### Try it
Line count for "usize": tally the lines of the records below that contain it, and give only that number.

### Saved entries
___

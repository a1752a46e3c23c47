use crate::error::BoxError;
use crate::tensor::Tensors;

/// One minibatch: (inputs, targets).
pub type Batch = (Tensors, Tensors);

/// A finite, ordered, restartable sequence of minibatches.
///
/// `batches` is called once per epoch and must start again from the
/// beginning each time.
pub trait DataSource {
    /// Number of batches one pass yields.
    fn len(&self) -> usize;

    fn is_empty(&self) -> bool {
        self.len() == 0
    }

    fn batches(&mut self) -> Box<dyn Iterator<Item = Result<Batch, BoxError>> + '_>;
}

/// A pre-built list of batches, replayed in order on every pass.
impl DataSource for Vec<Batch> {
    fn len(&self) -> usize {
        Vec::len(self)
    }

    fn batches(&mut self) -> Box<dyn Iterator<Item = Result<Batch, BoxError>> + '_> {
        Box::new(self.iter().cloned().map(Ok))
    }
}
pub mod model;

pub use model::{Model, Parameter, StateDict};
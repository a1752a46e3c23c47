use serde::{Deserialize, Serialize};

use crate::tensor::tensor::{DType, Device, Tensor};

/// Execution backend a batch is converted to before the forward pass.
///
/// - `Cpu`            — inputs are cast to `F64`, targets to integral `I64`.
/// - `Accelerator(n)` — every tensor is moved to device `n`; dtypes are kept.
#[derive(Debug, Clone, Copy, PartialEq, Eq, Default, Serialize, Deserialize)]
#[serde(rename_all = "snake_case")]
pub enum Backend {
    #[default]
    Cpu,
    Accelerator(usize),
}

impl Backend {
    pub fn device(&self) -> Device {
        match self {
            Backend::Cpu => Device::Cpu,
            Backend::Accelerator(id) => Device::Accelerator(*id),
        }
    }

    /// Converts a normalized (inputs, targets) pair for this backend.
    pub fn prepare(&self, inputs: Vec<Tensor>, targets: Vec<Tensor>) -> (Vec<Tensor>, Vec<Tensor>) {
        match self {
            Backend::Cpu => (
                inputs.into_iter().map(|t| t.to_dtype(DType::F64)).collect(),
                targets.into_iter().map(|t| t.to_dtype(DType::I64)).collect(),
            ),
            Backend::Accelerator(_) => {
                let device = self.device();
                (
                    inputs.into_iter().map(|t| t.to_device(device)).collect(),
                    targets.into_iter().map(|t| t.to_device(device)).collect(),
                )
            }
        }
    }
}
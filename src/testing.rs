//! Call-recording collaborators shared by the unit tests.

use std::cell::RefCell;
use std::collections::VecDeque;
use std::rc::Rc;

use crate::error::BoxError;
use crate::model::{Model, Parameter, StateDict};
use crate::optim::Optimizer;
use crate::tensor::{Tensor, Tensors};

#[derive(Debug, Clone, PartialEq)]
pub enum Event {
    Train,
    Eval,
    Forward { requires_grad: bool },
    Loss,
    Backward,
    ZeroGrad,
    Step,
}

pub type Log = Rc<RefCell<Vec<Event>>>;

/// Identity model with one scalar parameter. `backward` adds exactly 1.0 to
/// the gradient so gradient leakage across batches is visible.
pub struct StubModel {
    pub log: Log,
    pub param: Parameter,
    pub losses: VecDeque<f64>,
    pub default_loss: f64,
    pub last_targets: Vec<Tensor>,
    pub fail_forward: bool,
}

impl StubModel {
    pub fn new() -> (StubModel, Log) {
        let log: Log = Rc::new(RefCell::new(Vec::new()));
        let model = StubModel {
            log: log.clone(),
            param: Parameter::new("w", Tensor::scalar(0.0)),
            losses: VecDeque::new(),
            default_loss: 0.25,
            last_targets: Vec::new(),
            fail_forward: false,
        };
        (model, log)
    }
}

impl Model for StubModel {
    fn forward(&mut self, inputs: &[Tensor]) -> Result<Tensors, BoxError> {
        if self.fail_forward {
            return Err("forward exploded".into());
        }
        self.log.borrow_mut().push(Event::Forward { requires_grad: inputs[0].requires_grad });
        Ok(inputs[0].clone().into())
    }

    fn loss(&mut self, _predictions: &[Tensor], targets: &[Tensor]) -> Result<f64, BoxError> {
        self.log.borrow_mut().push(Event::Loss);
        self.last_targets = targets.to_vec();
        Ok(self.losses.pop_front().unwrap_or(self.default_loss))
    }

    fn backward(&mut self) -> Result<(), BoxError> {
        self.log.borrow_mut().push(Event::Backward);
        self.param.grad[0] += 1.0;
        Ok(())
    }

    fn parameters_mut(&mut self) -> Vec<&mut Parameter> {
        vec![&mut self.param]
    }

    fn state_dict(&self) -> StateDict {
        let mut state = StateDict::new();
        state.insert("w".into(), self.param.value.clone());
        state
    }

    fn load_state_dict(&mut self, mut state: StateDict) -> Result<(), BoxError> {
        self.param.value = state.remove("w").ok_or("missing w")?;
        Ok(())
    }

    fn train(&mut self) {
        self.log.borrow_mut().push(Event::Train);
    }

    fn eval(&mut self) {
        self.log.borrow_mut().push(Event::Eval);
    }
}

/// Records calls and the gradient it saw at each step.
pub struct StubOptimizer {
    pub log: Log,
    pub grads_at_step: Vec<f64>,
}

impl StubOptimizer {
    pub fn new(log: Log) -> StubOptimizer {
        StubOptimizer { log, grads_at_step: Vec::new() }
    }
}

impl Optimizer<StubModel> for StubOptimizer {
    fn zero_grad(&mut self, model: &mut StubModel) {
        self.log.borrow_mut().push(Event::ZeroGrad);
        model.param.zero_grad();
    }

    fn step(&mut self, model: &mut StubModel) -> Result<(), BoxError> {
        self.log.borrow_mut().push(Event::Step);
        self.grads_at_step.push(model.param.grad[0]);
        Ok(())
    }
}
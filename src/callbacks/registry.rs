use std::any::Any;

use crate::error::BoxError;
use crate::tensor::Tensor;
use crate::train::epoch_stats::EpochStats;

/// Computes a scalar quality metric from a batch's predictions and its
/// targets as the data source yielded them. An error aborts the pass.
pub type ScoreFn = Box<dyn FnMut(&[Tensor], &[Tensor]) -> Result<f64, BoxError>>;

/// Receives the averaged statistics of every finished training or
/// validation pass.
pub type EpochFn = Box<dyn FnMut(&EpochStats) -> Result<(), BoxError>>;

/// A per-batch hook whose results are buffered for the whole pass and handed
/// back in one piece when the pass ends.
pub trait BatchCallback {
    type Item: 'static;

    fn on_batch(
        &mut self,
        predictions: &[Tensor],
        inputs: &[Tensor],
        targets: &[Tensor],
        is_eval: bool,
    ) -> Result<Self::Item, BoxError>;

    /// `items` holds one `on_batch` result per batch, in batch order.
    fn on_epoch(&mut self, items: Vec<Self::Item>, is_eval: bool) -> Result<(), BoxError>;
}

/// Object-safe view of a `BatchCallback`, letting callbacks with different
/// `Item` types share one registry.
pub trait AnyBatchCallback {
    fn on_batch_any(
        &mut self,
        predictions: &[Tensor],
        inputs: &[Tensor],
        targets: &[Tensor],
        is_eval: bool,
    ) -> Result<Box<dyn Any>, BoxError>;

    fn on_epoch_any(&mut self, items: Vec<Box<dyn Any>>, is_eval: bool) -> Result<(), BoxError>;
}

impl<C: BatchCallback> AnyBatchCallback for C {
    fn on_batch_any(
        &mut self,
        predictions: &[Tensor],
        inputs: &[Tensor],
        targets: &[Tensor],
        is_eval: bool,
    ) -> Result<Box<dyn Any>, BoxError> {
        let item = self.on_batch(predictions, inputs, targets, is_eval)?;
        Ok(Box::new(item))
    }

    fn on_epoch_any(&mut self, items: Vec<Box<dyn Any>>, is_eval: bool) -> Result<(), BoxError> {
        // Every item came out of `on_batch_any` on this same callback.
        let items = items
            .into_iter()
            .filter_map(|item| item.downcast::<C::Item>().ok())
            .map(|item| *item)
            .collect();
        self.on_epoch(items, is_eval)
    }
}

/// The three ordered extension points of a training loop.
///
/// Callbacks are registered before the loop starts and invoked in
/// registration order.
#[derive(Default)]
pub struct Callbacks {
    pub(crate) score: Vec<ScoreFn>,
    pub(crate) batch: Vec<Box<dyn AnyBatchCallback>>,
    pub(crate) epoch: Vec<EpochFn>,
}

impl Callbacks {
    pub fn new() -> Callbacks {
        Callbacks::default()
    }

    pub fn add_score<F>(&mut self, f: F)
    where
        F: FnMut(&[Tensor], &[Tensor]) -> Result<f64, BoxError> + 'static,
    {
        self.score.push(Box::new(f));
    }

    pub fn extend_scores<I>(&mut self, fs: I)
    where
        I: IntoIterator<Item = ScoreFn>,
    {
        self.score.extend(fs);
    }

    pub fn add_batch<C>(&mut self, callback: C)
    where
        C: BatchCallback + 'static,
    {
        self.batch.push(Box::new(callback));
    }

    pub fn add_epoch<F>(&mut self, f: F)
    where
        F: FnMut(&EpochStats) -> Result<(), BoxError> + 'static,
    {
        self.epoch.push(Box::new(f));
    }

    pub fn score_count(&self) -> usize {
        self.score.len()
    }

    pub fn batch_count(&self) -> usize {
        self.batch.len()
    }

    pub fn epoch_count(&self) -> usize {
        self.epoch.len()
    }
}

#[cfg(test)]
mod tests {
    use super::*;
    use std::cell::RefCell;
    use std::rc::Rc;

    struct Collect {
        flushed: Rc<RefCell<Vec<(Vec<usize>, bool)>>>,
    }

    impl BatchCallback for Collect {
        type Item = usize;

        fn on_batch(&mut self, predictions: &[Tensor], _: &[Tensor], _: &[Tensor], _: bool) -> Result<usize, BoxError> {
            Ok(predictions[0].batch_size())
        }

        fn on_epoch(&mut self, items: Vec<usize>, is_eval: bool) -> Result<(), BoxError> {
            self.flushed.borrow_mut().push((items, is_eval));
            Ok(())
        }
    }

    #[test]
    fn erased_callback_round_trips_its_items() {
        let flushed = Rc::new(RefCell::new(Vec::new()));
        let mut cbs = Callbacks::new();
        cbs.add_batch(Collect { flushed: flushed.clone() });

        let t = Tensor::zeros(vec![3, 1]);
        let item = cbs.batch[0].on_batch_any(&[t.clone()], &[t.clone()], &[t], true).unwrap();
        cbs.batch[0].on_epoch_any(vec![item], true).unwrap();

        assert_eq!(*flushed.borrow(), vec![(vec![3], true)]);
    }

    #[test]
    fn registries_keep_registration_order() {
        let mut cbs = Callbacks::new();
        cbs.add_score(|_, _| Ok(1.0));
        cbs.add_score(|_, _| Ok(2.0));
        let got: Vec<f64> = cbs.score.iter_mut().map(|f| f(&[], &[]).unwrap()).collect();
        assert_eq!(got, vec![1.0, 2.0]);
        assert_eq!(cbs.score_count(), 2);
        assert_eq!(cbs.batch_count(), 0);

        cbs.add_epoch(|_| Ok(()));
        assert_eq!(cbs.epoch_count(), 1);
    }
}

___

### Answer for this exercise
10